_Exercise goal_
Reproduce the data shown below exactly.

_Record set_
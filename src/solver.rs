//! Exhaustive backtracking search.

use std::collections::HashSet;
use std::fmt::Debug;
use std::sync::atomic::{AtomicBool, Ordering};
use std::sync::Arc;

use itertools::Itertools;
use log::{debug, trace};
use petgraph::graph::NodeIndex;
use petgraph::graphmap::NodeTrait;
use strum::VariantArray;

use crate::board::Board;
use crate::cell::{Cell, Label};
use crate::solution::Solution;

/// Counters kept over one search.
#[derive(Clone, Copy, Debug, Default, Eq, PartialEq)]
pub struct SearchStats {
    /// Search nodes entered, i.e. partial labelings that passed every check.
    pub visited: usize,
    /// Candidate labels rejected by a check.
    pub rejected: usize,
    /// Solutions yielded.
    pub solutions: usize,
}

// one level of the search: the node branched on, and how many of `Label::VARIANTS` have been tried on it
struct Frame {
    node: NodeIndex,
    tried: usize,
}

/// A depth-first search yielding every solution of a [`Board`], one at a time.
///
/// Each step picks an empty node and tries [`Water`](Label::Water), then [`Land`](Label::Land), on it. A candidate
/// stays only if the board still satisfies every rule a partial labeling can be held to:
/// - new land must leave its island [legal](Board::legal_island);
/// - new water must not complete a [pool](Board::is_pool) and must not leave a neighboring island illegal;
/// - either way, the water must stay [connectable](Board::connected_water).
///
/// When no empty node is left the labeling is yielded as a [`Solution`] and the search carries on.
/// Cells labeled before the search started are checked once, up front; a board already breaking the rules yields
/// nothing.
/// Nodes bordering islands about to be decided are picked first, so dead ends surface early; this only changes the
/// order of the search, never which labelings it visits.
///
/// The search keeps its own stack instead of recursing, so its depth is bounded only by memory.
/// The borrowed board is restored to its prior labeling once the search is exhausted, cancelled or dropped.
pub struct Solver<'b, N>
where
    N: NodeTrait + Debug,
{
    board: &'b mut Board<N>,
    stack: Vec<Frame>,
    // nodes the propagation scan found interesting, most interesting last
    worklist: Vec<NodeIndex>,
    descending: bool,
    finished: bool,
    cancel: Option<Arc<AtomicBool>>,
    stats: SearchStats,
}

impl<'b, N> Solver<'b, N>
where
    N: NodeTrait + Debug,
{
    /// Start a search over `board`, which stays exclusively borrowed until the solver is dropped.
    pub fn new(board: &'b mut Board<N>) -> Self {
        let finished = !board.consistent();
        if finished {
            debug!("board breaks the rules before any search");
        }

        Self {
            board,
            stack: Vec::new(),
            worklist: Vec::new(),
            descending: true,
            finished,
            cancel: None,
            stats: SearchStats::default(),
        }
    }

    /// Poll `flag` once per search node; once it is raised, the search unwinds and yields nothing more.
    pub fn with_cancel_flag(mut self, flag: Arc<AtomicBool>) -> Self {
        self.cancel = Some(flag);
        self
    }

    /// Counters of the search so far.
    pub fn stats(&self) -> SearchStats {
        self.stats
    }

    fn cancelled(&self) -> bool {
        self.cancel.as_ref().is_some_and(|flag| flag.load(Ordering::Relaxed))
    }

    /// Look for nodes around anchored islands whose label would settle quickly:
    /// - every escape of an island which is already full (each must become water);
    /// - the only escape of an island;
    /// - an escape shared with an island scanned earlier.
    fn scan_islands(&mut self) -> Vec<NodeIndex> {
        let mut found = Vec::new();
        let mut fans = HashSet::new();

        for i in 0..self.board.anchor_indices().len() {
            let anchor = self.board.anchor_indices()[i];
            let wanted = self.board.cell_at(anchor).anchor().map_or(0, |size| size.get());
            let island = self.board.fill_island_at(anchor);

            if island.size == wanted || island.escapes.len() == 1 {
                found.extend_from_slice(&island.escapes);
            } else {
                found.extend(island.escapes.iter().filter(|escape| fans.contains(*escape)));
            }
            fans.extend(island.escapes);
        }

        if !found.is_empty() {
            debug!("propagation found {} nodes to work on", found.len());
        }
        found
    }

    fn pop_worklist(&mut self) -> Option<NodeIndex> {
        while let Some(node) = self.worklist.pop() {
            if self.board.cell_at(node) == Cell::Empty {
                return Some(node);
            }
        }
        None
    }

    /// Choose the next node to branch on, or [`None`] if the board is full.
    fn pick_node(&mut self) -> Option<NodeIndex> {
        if let Some(node) = self.pop_worklist() {
            return Some(node);
        }

        self.worklist = self.scan_islands();
        if let Some(node) = self.pop_worklist() {
            return Some(node);
        }

        let mut node = self.board.metrics().root();
        while let Some(ix) = node {
            if self.board.cell_at(ix) == Cell::Empty {
                break;
            }
            node = self.board.metrics().next(ix);
        }
        node
    }

    /// Check the freshly labeled `node` against every rule a partial labeling must satisfy.
    fn admits(&mut self, node: NodeIndex, label: Label) -> bool {
        match label {
            Label::Land => {
                if !self.board.legal_island_at(node) {
                    trace!("land at {:?} makes bad island", self.board.node_at(node));
                    return false;
                }
            }
            Label::Water => {
                if self.board.is_pool_at(node) {
                    trace!("water at {:?} makes pool", self.board.node_at(node));
                    return false;
                }

                for neighbor in self.board.neighbors(node).collect_vec() {
                    if matches!(self.board.cell_at(neighbor), Cell::Land { .. }) && !self.board.legal_island_at(neighbor) {
                        trace!("water at {:?} constricts island at {:?}", self.board.node_at(node), self.board.node_at(neighbor));
                        return false;
                    }
                }
            }
        }

        if !self.board.connected_water() {
            trace!("{:?} at {:?} disconnects water", label, self.board.node_at(node));
            return false;
        }

        true
    }

    /// Move to the next untried candidate, backtracking as needed. Returns `false` once the search is exhausted.
    fn advance(&mut self) -> bool {
        while let Some(frame) = self.stack.last_mut() {
            let node = frame.node;
            if self.board.cell_at(node) != Cell::Empty {
                self.board.erase(node);
            }

            let Some(&label) = Label::VARIANTS.get(frame.tried) else {
                self.stack.pop();
                continue;
            };
            frame.tried += 1;

            self.board.put(node, label);
            if self.admits(node, label) {
                return true;
            }
            self.board.erase(node);
            self.stats.rejected += 1;
        }

        false
    }

    /// Undo every label the search placed, leaving the board as it was handed over.
    fn unwind(&mut self) {
        while let Some(frame) = self.stack.pop() {
            if self.board.cell_at(frame.node) != Cell::Empty {
                self.board.erase(frame.node);
            }
        }

        if !self.finished {
            self.finished = true;
            debug!("search finished: {:?}", self.stats);
        }
    }
}

impl<N> Iterator for Solver<'_, N>
where
    N: NodeTrait + Debug,
{
    type Item = Solution<N>;

    fn next(&mut self) -> Option<Self::Item> {
        if self.finished {
            return None;
        }

        loop {
            if self.descending {
                if self.cancelled() {
                    debug!("search cancelled");
                    self.unwind();
                    return None;
                }
                self.stats.visited += 1;
                self.descending = false;

                match self.pick_node() {
                    Some(node) => self.stack.push(Frame { node, tried: 0 }),
                    None => {
                        // the givens and every label placed since passed their checks, so a full board is solved
                        if let Some(solution) = self.board.solution() {
                            self.stats.solutions += 1;
                            return Some(solution);
                        }
                    }
                }
            }

            if !self.advance() {
                self.unwind();
                return None;
            }
            self.descending = true;
        }
    }
}

impl<N> Drop for Solver<'_, N>
where
    N: NodeTrait + Debug,
{
    fn drop(&mut self) {
        self.unwind();
    }
}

_Solution for this task_
filename src/solver.rs
//! Exhaustive backtracking search.

use std::collections::HashSet;
use std::fmt::Debug;
use std::sync::atomic::{AtomicBool, Ordering};
use std::sync::Arc;

use itertools::Itertools;
use log::{debug, trace};
use petgraph::graph::NodeIndex;
use petgraph::graphmap::NodeTrait;
use strum::VariantArray;

use crate::board::Board;
use crate::cell::{Cell, Label};
use crate::solution::Solution;

/// Counters kept over one search.
#[derive(Clone, Copy, Debug, Default, Eq, PartialEq)]
pub struct SearchStats {
    /// Search nodes entered, i.e. partial labelings that passed every check.
    pub visited: usize,
    /// Candidate labels rejected by a check.
    pub rejected: usize,
    /// Solutions yielded.
    pub solutions: usize,
}

// one level of the search: the node branched on, and how many of `Label::VARIANTS` have been tried on it
struct Frame {
    node: NodeIndex,
    tried: usize,
}

/// A depth-first search yielding every solution of a [`Board`], one at a time.
///
/// Each step picks an empty node and tries [`Water`](Label::Water), then [`Land`](Label::Land), on it. A candidate
/// stays only if the board still satisfies every rule a partial labeling can be held to:
/// - new land must leave its island [legal](Board::legal_island);
/// - new water must not complete a [pool](Board::is_pool) and must not leave a neighboring island illegal;
/// - either way, the water must stay [connectable](Board::connected_water).
///
/// When no empty node is left the labeling is yielded as a [`Solution`] and the search carries on.
/// Cells labeled before the search started are checked once, up front; a board already breaking the rules yields
/// nothing.
/// Nodes bordering islands about to be decided are picked first, so dead ends surface early; this only changes the
/// order of the search, never which labelings it visits.
///
/// The search keeps its own stack instead of recursing, so its depth is bounded only by memory.
/// The borrowed board is restored to its prior labeling once the search is exhausted, cancelled or dropped.
pub struct Solver<'b, N>
where
    N: NodeTrait + Debug,
{
    board: &'b mut Board<N>,
    stack: Vec<Frame>,
    // nodes the propagation scan found interesting, most interesting last
    worklist: Vec<NodeIndex>,
    descending: bool,
    finished: bool,
    cancel: Option<Arc<AtomicBool>>,
    stats: SearchStats,
}

impl<'b, N> Solver<'b, N>
where
    N: NodeTrait + Debug,
{
    /// Start a search over `board`, which stays exclusively borrowed until the solver is dropped.
    pub fn new(board: &'b mut Board<N>) -> Self {
        let finished = !board.consistent();
        if finished {
            debug!("board breaks the rules before any search");
        }

        Self {
            board,
            stack: Vec::new(),
            worklist: Vec::new(),
            descending: true,
            finished,
            cancel: None,
            stats: SearchStats::default(),
        }
    }

    /// Poll `flag` once per search node; once it is raised, the search unwinds and yields nothing more.
    pub fn with_cancel_flag(mut self, flag: Arc<AtomicBool>) -> Self {
        self.cancel = Some(flag);
        self
    }

    /// Counters of the search so far.
    pub fn stats(&self) -> SearchStats {
        self.stats
    }

    fn cancelled(&self) -> bool {
        self.cancel.as_ref().is_some_and(|flag| flag.load(Ordering::Relaxed))
    }

    /// Look for nodes around anchored islands whose label would settle quickly:
    /// - every escape of an island which is already full (each must become water);
    /// - the only escape of an island;
    /// - an escape shared with an island scanned earlier.
    fn scan_islands(&mut self) -> Vec<NodeIndex> {
        let mut found = Vec::new();
        let mut fans = HashSet::new();

        for i in 0..self.board.anchor_indices().len() {
            let anchor = self.board.anchor_indices()[i];
            let wanted = self.board.cell_at(anchor).anchor().map_or(0, |size| size.get());
            let island = self.board.fill_island_at(anchor);

            if island.size == wanted || island.escapes.len() == 1 {
                found.extend_from_slice(&island.escapes);
            } else {
                found.extend(island.escapes.iter().filter(|escape| fans.contains(*escape)));
            }
            fans.extend(island.escapes);
        }

        if !found.is_empty() {
            debug!("propagation found {} nodes to work on", found.len());
        }
        found
    }

    fn pop_worklist(&mut self) -> Option<NodeIndex> {
        while let Some(node) = self.worklist.pop() {
            if self.board.cell_at(node) == Cell::Empty {
                return Some(node);
            }
        }
        None
    }

    /// Choose the next node to branch on, or [`None`] if the board is full.
    fn pick_node(&mut self) -> Option<NodeIndex> {
        if let Some(node) = self.pop_worklist() {
            return Some(node);
        }

        self.worklist = self.scan_islands();
        if let Some(node) = self.pop_worklist() {
            return Some(node);
        }

        let mut node = self.board.metrics().root();
        while let Some(ix) = node {
            if self.board.cell_at(ix) == Cell::Empty {
                break;
            }
            node = self.board.metrics().next(ix);
        }
        node
    }

    /// Check the freshly labeled `node` against every rule a partial labeling must satisfy.
    fn admits(&mut self, node: NodeIndex, label: Label) -> bool {
        match label {
            Label::Land => {
                if !self.board.legal_island_at(node) {
                    trace!("land at {:?} makes bad island", self.board.node_at(node));
                    return false;
                }
            }
            Label::Water => {
                if self.board.is_pool_at(node) {
                    trace!("water at {:?} makes pool", self.board.node_at(node));
                    return false;
                }

                for neighbor in self.board.neighbors(node).collect_vec() {
                    if matches!(self.board.cell_at(neighbor), Cell::Land { .. }) && !self.board.legal_island_at(neighbor) {
                        trace!("water at {:?} constricts island at {:?}", self.board.node_at(node), self.board.node_at(neighbor));
                        return false;
                    }
                }
            }
        }

        if !self.board.connected_water() {
            trace!("{:?} at {:?} disconnects water", label, self.board.node_at(node));
            return false;
        }

        true
    }

    /// Move to the next untried candidate, backtracking as needed. Returns `false` once the search is exhausted.
    fn advance(&mut self) -> bool {
        while let Some(frame) = self.stack.last_mut() {
            let node = frame.node;
            if self.board.cell_at(node) != Cell::Empty {
                self.board.erase(node);
            }

            let Some(&label) = Label::VARIANTS.get(frame.tried) else {
                self.stack.pop();
                continue;
            };
            frame.tried += 1;

            self.board.put(node, label);
            if self.admits(node, label) {
                return true;
            }
            self.board.erase(node);
            self.stats.rejected += 1;
        }

        false
    }

    /// Undo every label the search placed, leaving the board as it was handed over.
    fn unwind(&mut self) {
        while let Some(frame) = self.stack.pop() {
            if self.board.cell_at(frame.node) != Cell::Empty {
                self.board.erase(frame.node);
            }
        }

        if !self.finished {
            self.finished = true;
            debug!("search finished: {:?}", self.stats);
        }
    }
}

impl<N> Iterator for Solver<'_, N>
where
    N: NodeTrait + Debug,
{
    type Item = Solution<N>;

    fn next(&mut self) -> Option<Self::Item> {
        if self.finished {
            return None;
        }

        loop {
            if self.descending {
                if self.cancelled() {
                    debug!("search cancelled");
                    self.unwind();
                    return None;
                }
                self.stats.visited += 1;
                self.descending = false;

                match self.pick_node() {
                    Some(node) => self.stack.push(Frame { node, tried: 0 }),
                    None => {
                        // the givens and every label placed since passed their checks, so a full board is solved
                        if let Some(solution) = self.board.solution() {
                            self.stats.solutions += 1;
                            return Some(solution);
                        }
                    }
                }
            }

            if !self.advance() {
                self.unwind();
                return None;
            }
            self.descending = true;
        }
    }
}

impl<N> Drop for Solver<'_, N>
where
    N: NodeTrait + Debug,
{
    fn drop(&mut self) {
        self.unwind();
    }
}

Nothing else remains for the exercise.